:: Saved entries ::
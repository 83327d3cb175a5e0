//! Common password list management
//!
//! Provides the built-in list of common passwords and loads replacement
//! lists from external files.

use std::collections::HashSet;
use std::path::{Path, PathBuf};
use thiserror::Error;

/// Environment variable naming a common password file to load.
pub const COMMON_PASSWORDS_ENV: &str = "PWSTRENGTH_COMMON_PASSWORDS";

/// Built-in list of common passwords (from SecLists, MIT License).
pub const DEFAULT_COMMON_PASSWORDS: &[&str] = &[
    "123456", "password", "12345678", "qwerty", "123456789", "12345", "1234", "111111",
    "1234567", "dragon", "123123", "baseball", "abc123", "football", "monkey", "letmein",
    "696969", "shadow", "master", "666666", "qwertyuiop", "123321", "mustang",
    "1234567890", "michael", "654321", "pussy", "superman", "1qaz2wsx", "7777777",
    "fuckyou", "121212", "000000", "qazwsx", "123qwe", "killer", "trustno1", "jordan",
    "jennifer", "zxcvbnm", "asdfgh", "hunter", "buster", "soccer", "harley", "batman",
    "andrew", "tigger", "sunshine", "iloveyou", "fuckme", "2000", "charlie", "robert",
    "thomas", "hockey", "ranger", "daniel", "starwars", "klaster", "112233", "george",
    "asshole", "computer", "michelle", "jessica", "pepper", "1111", "zxcvbn", "555555",
    "11111111", "131313", "freedom", "777777", "pass", "fuck", "maggie", "159753",
    "aaaaaa", "ginger", "princess", "joshua", "cheese", "amanda", "summer", "love",
    "ashley", "6969", "nicole", "chelsea", "biteme", "matthew", "access", "yankees",
    "987654321", "dallas", "austin", "thunder", "taylor", "matrix",
];

#[derive(Error, Debug)]
pub enum CommonPasswordsError {
    #[error("Common password file not found: {0}")]
    FileNotFound(PathBuf),
    #[error("Failed to read common password file: {0}")]
    ReadError(#[from] std::io::Error),
    #[error("Common password file is empty")]
    EmptyFile,
}

/// Returns the built-in common password set.
pub fn default_common_passwords() -> HashSet<String> {
    DEFAULT_COMMON_PASSWORDS.iter().map(|p| p.to_string()).collect()
}

/// Returns the common password file path from `PWSTRENGTH_COMMON_PASSWORDS`,
/// or `None` if the variable is unset or empty.
pub fn common_passwords_path() -> Option<PathBuf> {
    std::env::var(COMMON_PASSWORDS_ENV)
        .ok()
        .filter(|p| !p.trim().is_empty())
        .map(PathBuf::from)
}

/// Loads a common password list, one password per line.
///
/// Lines are trimmed and blank lines skipped. Case is preserved: membership
/// checks against the returned set are exact.
///
/// # Errors
///
/// Returns error if:
/// - File does not exist
/// - File cannot be read
/// - File contains no passwords
pub fn load_common_passwords<P: AsRef<Path>>(
    path: P,
) -> Result<HashSet<String>, CommonPasswordsError> {
    let path = path.as_ref();

    if !path.exists() {
        #[cfg(feature = "tracing")]
        tracing::error!("Common password list not found: {}", path.display());
        return Err(CommonPasswordsError::FileNotFound(path.to_path_buf()));
    }

    let content = std::fs::read_to_string(path)?;

    let set: HashSet<String> = content
        .lines()
        .map(str::trim)
        .filter(|l| !l.is_empty())
        .map(str::to_string)
        .collect();

    if set.is_empty() {
        #[cfg(feature = "tracing")]
        tracing::error!("Common password list is empty: {}", path.display());
        return Err(CommonPasswordsError::EmptyFile);
    }

    #[cfg(feature = "tracing")]
    tracing::info!(
        "Common password list loaded: {} passwords from {}",
        set.len(),
        path.display()
    );

    Ok(set)
}
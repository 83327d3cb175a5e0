//! Scoring configuration.
//!
//! A [`Configuration`] is built once, validated, and then only read. It can
//! be assembled with [`ConfigurationBuilder`] or deserialized from an
//! [`Options`] tree (for example a TOML document).
//!
//! ```
//! use pwstrength::Configuration;
//!
//! let config = Configuration::from_toml_str(r#"
//!     min_length = 8
//!     username = "alice"
//!     thresholds = [0, 10, 20, 30, 40]
//!
//!     [[rules]]
//!     name = "max-length"
//!     active = true
//!
//!     [[rules]]
//!     name = "sequences"
//!     weight = -40
//! "#).unwrap();
//!
//! assert_eq!(config.min_length(), 8);
//! assert_eq!(config.rule("sequences").map(|r| r.weight()), Some(-40));
//! ```

use std::collections::HashSet;
use std::path::{Path, PathBuf};

use regex::Regex;
use secrecy::{ExposeSecret, SecretString};
use serde::Deserialize;
use thiserror::Error;

use crate::common_passwords::{
    common_passwords_path, default_common_passwords, load_common_passwords, CommonPasswordsError,
};
use crate::evaluator::{self, EvaluationResult};
use crate::rules::{BuiltinRule, RuleDefinition, RuleOutcome, RulePredicate};
use crate::verdict::{self, Tier, Verdict};

pub const DEFAULT_MIN_LENGTH: usize = 6;
pub const DEFAULT_MAX_LENGTH: usize = 20;
pub const DEFAULT_RAISE_POWER: f64 = 1.4;
pub const DEFAULT_INVALID_CHARS: &str = r#"[\s,'"]"#;
pub const DEFAULT_THRESHOLDS: [i64; 5] = [0, 14, 26, 38, 50];

/// Smallest password length for which `len ^ raise_power` must stay finite.
const LENGTH_SCORE_CAP: usize = 1024;

/// Configuration error, raised when a configuration is constructed.
#[derive(Debug, Error)]
pub enum ConfigError {
    #[error("Thresholds must be strictly ascending: {0:?}")]
    ThresholdsNotAscending([i64; 5]),

    #[error("Expected 5 thresholds, got {0}")]
    ThresholdCount(usize),

    #[error("Expected 6 verdict labels, got {0}")]
    LabelCount(usize),

    #[error("Rule set is empty")]
    EmptyRules,

    #[error("Unknown rule: {0}")]
    UnknownRule(String),

    #[error("Maximum length {max} is below minimum length {min}")]
    LengthBounds { min: usize, max: usize },

    #[error("Raise power must keep the length score finite, got {0}")]
    InvalidRaisePower(f64),

    #[error("Invalid character pattern: {0}")]
    InvalidPattern(#[from] regex::Error),

    #[error(transparent)]
    CommonPasswords(#[from] CommonPasswordsError),

    #[error("IO error: {0}")]
    Io(#[from] std::io::Error),

    #[error("TOML parse error: {0}")]
    Toml(#[from] toml::de::Error),
}

/// Validated, read-only scoring configuration.
#[derive(Debug, Clone)]
pub struct Configuration {
    min_length: usize,
    max_length: usize,
    raise_power: f64,
    invalid_chars: Regex,
    username: Option<String>,
    common_passwords: HashSet<String>,
    rules: Vec<RuleDefinition>,
    thresholds: [i64; 5],
    labels: [String; 6],
}

impl Configuration {
    pub fn builder() -> ConfigurationBuilder {
        ConfigurationBuilder::new()
    }

    /// Builds a configuration from an options tree.
    ///
    /// Rule entries override builtin rules of the same name; when
    /// `include_default_rules` is false, only the listed builtin rules are
    /// used.
    ///
    /// # Errors
    ///
    /// Returns error for unknown rule names, wrong threshold or label counts,
    /// an unreadable common password file, or any failed validation of
    /// [`ConfigurationBuilder::build`].
    pub fn from_options(options: Options) -> Result<Self, ConfigError> {
        let mut builder = if options.include_default_rules {
            ConfigurationBuilder::new()
        } else {
            ConfigurationBuilder::empty()
        };

        if let Some(min) = options.min_length {
            builder = builder.min_length(min);
        }
        if let Some(max) = options.max_length {
            builder = builder.max_length(max);
        }
        if let Some(power) = options.raise_power {
            builder = builder.raise_power(power);
        }
        if let Some(pattern) = options.invalid_chars {
            builder = builder.invalid_chars(pattern);
        }
        if let Some(username) = options.username {
            builder = builder.username(username);
        }

        match (options.common_passwords, options.common_passwords_path) {
            (Some(list), Some(path)) => {
                let mut set = load_common_passwords(&path)?;
                set.extend(list);
                builder = builder.common_passwords(set);
            }
            (Some(list), None) => builder = builder.common_passwords(list),
            (None, Some(path)) => builder = builder.common_passwords_from_path(&path)?,
            (None, None) => {}
        }

        if let Some(thresholds) = options.thresholds {
            let count = thresholds.len();
            let thresholds: [i64; 5] = thresholds
                .try_into()
                .map_err(|_| ConfigError::ThresholdCount(count))?;
            builder = builder.thresholds(thresholds);
        }
        if let Some(labels) = options.labels {
            let count = labels.len();
            let labels: [String; 6] = labels
                .try_into()
                .map_err(|_| ConfigError::LabelCount(count))?;
            builder = builder.labels(labels);
        }

        for entry in options.rules {
            if !builder.has_rule(&entry.name) {
                let rule = BuiltinRule::from_name(&entry.name)
                    .ok_or_else(|| ConfigError::UnknownRule(entry.name.clone()))?;
                builder = builder.builtin(rule);
            }
            if let Some(weight) = entry.weight {
                builder = builder.rule_weight(&entry.name, weight);
            }
            if let Some(active) = entry.active {
                builder = builder.rule_active(&entry.name, active);
            }
            if let Some(message) = entry.message {
                builder = builder.rule_message(&entry.name, message);
            }
        }

        builder.build()
    }

    /// Parses configuration from a TOML string.
    pub fn from_toml_str(s: &str) -> Result<Self, ConfigError> {
        let options: Options = toml::from_str(s)?;
        Self::from_options(options)
    }

    /// Loads configuration from a TOML file.
    pub fn from_toml_file(path: impl AsRef<Path>) -> Result<Self, ConfigError> {
        let contents = std::fs::read_to_string(path)?;
        Self::from_toml_str(&contents)
    }

    /// Evaluates a password against this configuration.
    pub fn evaluate(&self, password: &SecretString) -> EvaluationResult {
        evaluator::evaluate(self, password)
    }

    /// Whether the named rule's condition holds for the password.
    ///
    /// Length rules report whether the length bound is respected. Custom
    /// rules are met when they pass. Returns `None` for an unknown rule.
    pub fn rule_is_met(&self, name: &str, password: &SecretString) -> Option<bool> {
        let rule = self.rule(name)?;
        let pwd = password.expose_secret();
        let met = match rule.predicate() {
            RulePredicate::Builtin(builtin) => builtin.is_met(self, pwd),
            RulePredicate::Custom(predicate) => matches!(
                predicate(self, pwd, rule.weight() as f64).sanitized(),
                RuleOutcome::Pass(_)
            ),
        };
        Some(met)
    }

    pub fn min_length(&self) -> usize {
        self.min_length
    }

    pub fn max_length(&self) -> usize {
        self.max_length
    }

    pub fn raise_power(&self) -> f64 {
        self.raise_power
    }

    pub fn invalid_chars(&self) -> &Regex {
        &self.invalid_chars
    }

    pub fn username(&self) -> Option<&str> {
        self.username.as_deref()
    }

    /// Exact, case-sensitive membership in the common password list.
    pub fn is_common_password(&self, password: &str) -> bool {
        self.common_passwords.contains(password)
    }

    pub fn common_passwords(&self) -> &HashSet<String> {
        &self.common_passwords
    }

    /// Rules in evaluation order.
    pub fn rules(&self) -> &[RuleDefinition] {
        &self.rules
    }

    pub fn rule(&self, name: &str) -> Option<&RuleDefinition> {
        self.rules.iter().find(|r| r.name() == name)
    }

    pub fn thresholds(&self) -> &[i64; 5] {
        &self.thresholds
    }

    pub fn label(&self, tier: Tier) -> &str {
        &self.labels[tier.index()]
    }

    pub fn verdict_for(&self, score: f64) -> Verdict {
        let tier = verdict::map_tier(score, &self.thresholds);
        Verdict {
            tier,
            label: self.label(tier).to_string(),
        }
    }

    /// Progress bar fill for a score, relative to the highest threshold.
    pub fn progress_percentage(&self, score: Option<f64>) -> u8 {
        verdict::progress_percentage(score, &self.thresholds)
    }
}

/// Builder for [`Configuration`], starting from the builtin rule catalog.
#[derive(Debug, Clone)]
pub struct ConfigurationBuilder {
    min_length: usize,
    max_length: usize,
    raise_power: f64,
    invalid_chars: String,
    username: Option<String>,
    common_passwords: HashSet<String>,
    rules: Vec<RuleDefinition>,
    thresholds: [i64; 5],
    labels: [String; 6],
    unknown_rules: Vec<String>,
}

impl Default for ConfigurationBuilder {
    fn default() -> Self {
        Self::new()
    }
}

impl ConfigurationBuilder {
    /// Defaults with every builtin rule.
    pub fn new() -> Self {
        let mut builder = Self::empty();
        builder.rules = BuiltinRule::ALL
            .into_iter()
            .map(RuleDefinition::builtin)
            .collect();
        builder
    }

    /// Defaults with no rules; add them with [`builtin`](Self::builtin) or
    /// [`add_rule`](Self::add_rule).
    pub fn empty() -> Self {
        Self {
            min_length: DEFAULT_MIN_LENGTH,
            max_length: DEFAULT_MAX_LENGTH,
            raise_power: DEFAULT_RAISE_POWER,
            invalid_chars: DEFAULT_INVALID_CHARS.to_string(),
            username: None,
            common_passwords: default_common_passwords(),
            rules: Vec::new(),
            thresholds: DEFAULT_THRESHOLDS,
            labels: Tier::ALL.map(|tier| tier.default_label().to_string()),
            unknown_rules: Vec::new(),
        }
    }

    pub fn min_length(mut self, min_length: usize) -> Self {
        self.min_length = min_length;
        self
    }

    pub fn max_length(mut self, max_length: usize) -> Self {
        self.max_length = max_length;
        self
    }

    /// Exponent of the length score `len ^ raise_power`.
    pub fn raise_power(mut self, raise_power: f64) -> Self {
        self.raise_power = raise_power;
        self
    }

    /// Regex matched by the `invalid-char` rule.
    pub fn invalid_chars(mut self, pattern: impl Into<String>) -> Self {
        self.invalid_chars = pattern.into();
        self
    }

    pub fn username(mut self, username: impl Into<String>) -> Self {
        self.username = Some(username.into());
        self
    }

    /// Replaces the common password list.
    pub fn common_passwords<I, S>(mut self, passwords: I) -> Self
    where
        I: IntoIterator<Item = S>,
        S: Into<String>,
    {
        self.common_passwords = passwords.into_iter().map(Into::into).collect();
        self
    }

    /// Replaces the common password list with the contents of a file.
    pub fn common_passwords_from_path(
        self,
        path: impl AsRef<Path>,
    ) -> Result<Self, ConfigError> {
        let set = load_common_passwords(path)?;
        Ok(self.common_passwords(set))
    }

    /// Loads the common password list named by `PWSTRENGTH_COMMON_PASSWORDS`,
    /// keeping the current list when the variable is unset.
    pub fn common_passwords_from_env(self) -> Result<Self, ConfigError> {
        match common_passwords_path() {
            Some(path) => self.common_passwords_from_path(path),
            None => Ok(self),
        }
    }

    pub fn thresholds(mut self, thresholds: [i64; 5]) -> Self {
        self.thresholds = thresholds;
        self
    }

    /// Verdict labels, from weakest to strongest.
    pub fn labels(mut self, labels: [String; 6]) -> Self {
        self.labels = labels;
        self
    }

    /// Appends a builtin rule with its defaults, or resets it if present.
    pub fn builtin(self, rule: BuiltinRule) -> Self {
        self.add_rule(RuleDefinition::builtin(rule))
    }

    /// Appends a rule, or replaces the rule with the same name in place.
    pub fn add_rule(mut self, rule: RuleDefinition) -> Self {
        match self.rules.iter_mut().find(|r| r.name == rule.name) {
            Some(existing) => *existing = rule,
            None => self.rules.push(rule),
        }
        self
    }

    pub fn rule_weight(self, name: &str, weight: i64) -> Self {
        self.update_rule(name, |rule| rule.weight = weight)
    }

    pub fn rule_active(self, name: &str, active: bool) -> Self {
        self.update_rule(name, |rule| rule.active = active)
    }

    /// Sets the violation message; an empty message silences the rule.
    pub fn rule_message(self, name: &str, message: impl Into<String>) -> Self {
        let message = message.into();
        self.update_rule(name, |rule| rule.message = Some(message))
    }

    fn has_rule(&self, name: &str) -> bool {
        self.rules.iter().any(|r| r.name == name)
    }

    fn update_rule(mut self, name: &str, update: impl FnOnce(&mut RuleDefinition)) -> Self {
        match self.rules.iter_mut().find(|r| r.name == name) {
            Some(rule) => update(rule),
            None => self.unknown_rules.push(name.to_string()),
        }
        self
    }

    /// Validates and freezes the configuration.
    ///
    /// # Errors
    ///
    /// Returns error if a rule setter named an unknown rule, the rule set is
    /// empty, the thresholds are not strictly ascending, the length bounds
    /// are inverted, the raise power is not finite, or the invalid character
    /// pattern does not compile.
    pub fn build(self) -> Result<Configuration, ConfigError> {
        if let Some(name) = self.unknown_rules.into_iter().next() {
            return Err(ConfigError::UnknownRule(name));
        }
        if self.rules.is_empty() {
            return Err(ConfigError::EmptyRules);
        }
        if !self.thresholds.windows(2).all(|w| w[0] < w[1]) {
            return Err(ConfigError::ThresholdsNotAscending(self.thresholds));
        }
        if self.max_length < self.min_length {
            return Err(ConfigError::LengthBounds {
                min: self.min_length,
                max: self.max_length,
            });
        }
        let longest = self.max_length.max(LENGTH_SCORE_CAP) as f64;
        if !self.raise_power.is_finite() || !longest.powf(self.raise_power).is_finite() {
            return Err(ConfigError::InvalidRaisePower(self.raise_power));
        }
        let invalid_chars = Regex::new(&self.invalid_chars)?;

        #[cfg(feature = "tracing")]
        tracing::info!(
            "Password strength configuration built: {} rules ({} active), {} common passwords",
            self.rules.len(),
            self.rules.iter().filter(|r| r.active).count(),
            self.common_passwords.len()
        );

        Ok(Configuration {
            min_length: self.min_length,
            max_length: self.max_length,
            raise_power: self.raise_power,
            invalid_chars,
            username: self.username,
            common_passwords: self.common_passwords,
            rules: self.rules,
            thresholds: self.thresholds,
            labels: self.labels,
        })
    }
}
//! Identity rules - rejects passwords that look like an email address,
//! contain the username, or use forbidden characters.

use crate::config::Configuration;
use regex::Regex;
use std::sync::LazyLock;

static EMAIL: LazyLock<Regex> = LazyLock::new(|| {
    Regex::new(concat!(
        r"^([A-Za-z0-9_!#$%&'*+\-/=?^`{|}~]+\.)*[A-Za-z0-9_!#$%&'*+\-/=?^`{|}~]+",
        r"@(((([A-Za-z0-9][A-Za-z0-9\-]{0,62}[A-Za-z0-9])|[A-Za-z])\.)+[A-Za-z]{2,6}",
        r"|([0-9]{1,3}\.){3}[0-9]{1,3}(:[0-9]{1,5})?)$",
    ))
    .expect("email pattern is valid")
});

pub(crate) fn looks_like_email(password: &str) -> bool {
    EMAIL.is_match(password)
}

/// Case-insensitive substring match; an absent or empty username never matches.
pub(crate) fn contains_username(password: &str, username: Option<&str>) -> bool {
    match username {
        Some(name) if !name.is_empty() => password
            .to_lowercase()
            .contains(&name.to_lowercase()),
        _ => false,
    }
}

pub(crate) fn has_invalid_char(config: &Configuration, password: &str) -> bool {
    config.invalid_chars().is_match(password)
}

#[cfg(test)]
mod tests {
    use super::*;
    use crate::config::ConfigurationBuilder;

    #[test]
    fn test_email_detected() {
        assert!(looks_like_email("john.doe@example.com"));
        assert!(looks_like_email("a+b@mail.Example.ORG"));
        assert!(looks_like_email("root@192.168.0.1:8080"));
        assert!(looks_like_email("x@y.io"));
    }

    #[test]
    fn test_email_rejected() {
        assert!(!looks_like_email("john.doe"));
        assert!(!looks_like_email("john@localhost"));
        assert!(!looks_like_email("@example.com"));
        assert!(!looks_like_email("john..doe@example.com"));
        assert!(!looks_like_email("john@example.c"));
        assert!(!looks_like_email("P@ssw0rd!"));
    }

    #[test]
    fn test_username_similarity() {
        assert!(contains_username("myAlice99", Some("alice")));
        assert!(contains_username("alice", Some("ALICE")));
        assert!(contains_username("a.b*c", Some("A.B*C")));
        assert!(!contains_username("alic3", Some("alice")));
        assert!(!contains_username("anything", Some("")));
        assert!(!contains_username("anything", None));
    }

    #[test]
    fn test_invalid_char_default_pattern() {
        let config = ConfigurationBuilder::new().build().expect("valid configuration");
        assert!(has_invalid_char(&config, "with space"));
        assert!(has_invalid_char(&config, "comma,here"));
        assert!(has_invalid_char(&config, "quote'd"));
        assert!(has_invalid_char(&config, "dq\"x"));
        assert!(has_invalid_char(&config, "tab\there"));
        assert!(!has_invalid_char(&config, "Tr0ub4dor&3"));
    }

    #[test]
    fn test_invalid_char_custom_pattern() {
        let config = ConfigurationBuilder::new()
            .invalid_chars("[<>]")
            .build()
            .expect("valid configuration");
        assert!(has_invalid_char(&config, "a<b"));
        assert!(!has_invalid_char(&config, "with space"));
    }
}
//! Pattern rules - detects repeated characters and keyboard/alphabet runs.

/// Runs that must not appear in a password, forwards or backwards.
pub const FORBIDDEN_SEQUENCES: [&str; 6] = [
    "0123456789",
    "abcdefghijklmnopqrstuvwxyz",
    "qwertyuiop",
    "asdfghjkl",
    "zxcvbnm",
    "!@#$%^&*()_+",
];

fn is_line_terminator(c: char) -> bool {
    matches!(c, '\n' | '\r' | '\u{2028}' | '\u{2029}')
}

/// True if any character (other than a line terminator) appears three or
/// more times in a row, e.g. `"aaa"`.
pub(crate) fn has_repetition(password: &str) -> bool {
    let mut previous: Option<char> = None;
    let mut repeated_count = 0;
    for c in password.chars() {
        if is_line_terminator(c) {
            previous = None;
            repeated_count = 0;
            continue;
        }
        if previous == Some(c) {
            repeated_count += 1;
            if repeated_count >= 3 {
                return true;
            }
        } else {
            previous = Some(c);
            repeated_count = 1;
        }
    }
    false
}

/// True if any three-character window of the lowercased password occurs in
/// one of [`FORBIDDEN_SEQUENCES`] or its reverse.
pub(crate) fn has_forbidden_sequence(password: &str) -> bool {
    let chars: Vec<char> = password.to_lowercase().chars().collect();
    if chars.len() < 3 {
        return false;
    }

    chars.windows(3).any(|w| {
        let forward: String = w.iter().collect();
        let backward: String = w.iter().rev().collect();
        FORBIDDEN_SEQUENCES
            .iter()
            .any(|seq| seq.contains(&forward) || seq.contains(&backward))
    })
}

:: Problem statement ::
Please give again the lines above between the line holding "if let Some(min)" and the line holding "if let Some(pattern)", inclusive, exactly as they are and with nothing added.

:: Response to the task ::
        if let Some(min) = options.min_length {
            builder = builder.min_length(min);
        }
        if let Some(max) = options.max_length {
            builder = builder.max_length(max);
        }
        if let Some(power) = options.raise_power {
            builder = builder.raise_power(power);
        }
        if let Some(pattern) = options.invalid_chars {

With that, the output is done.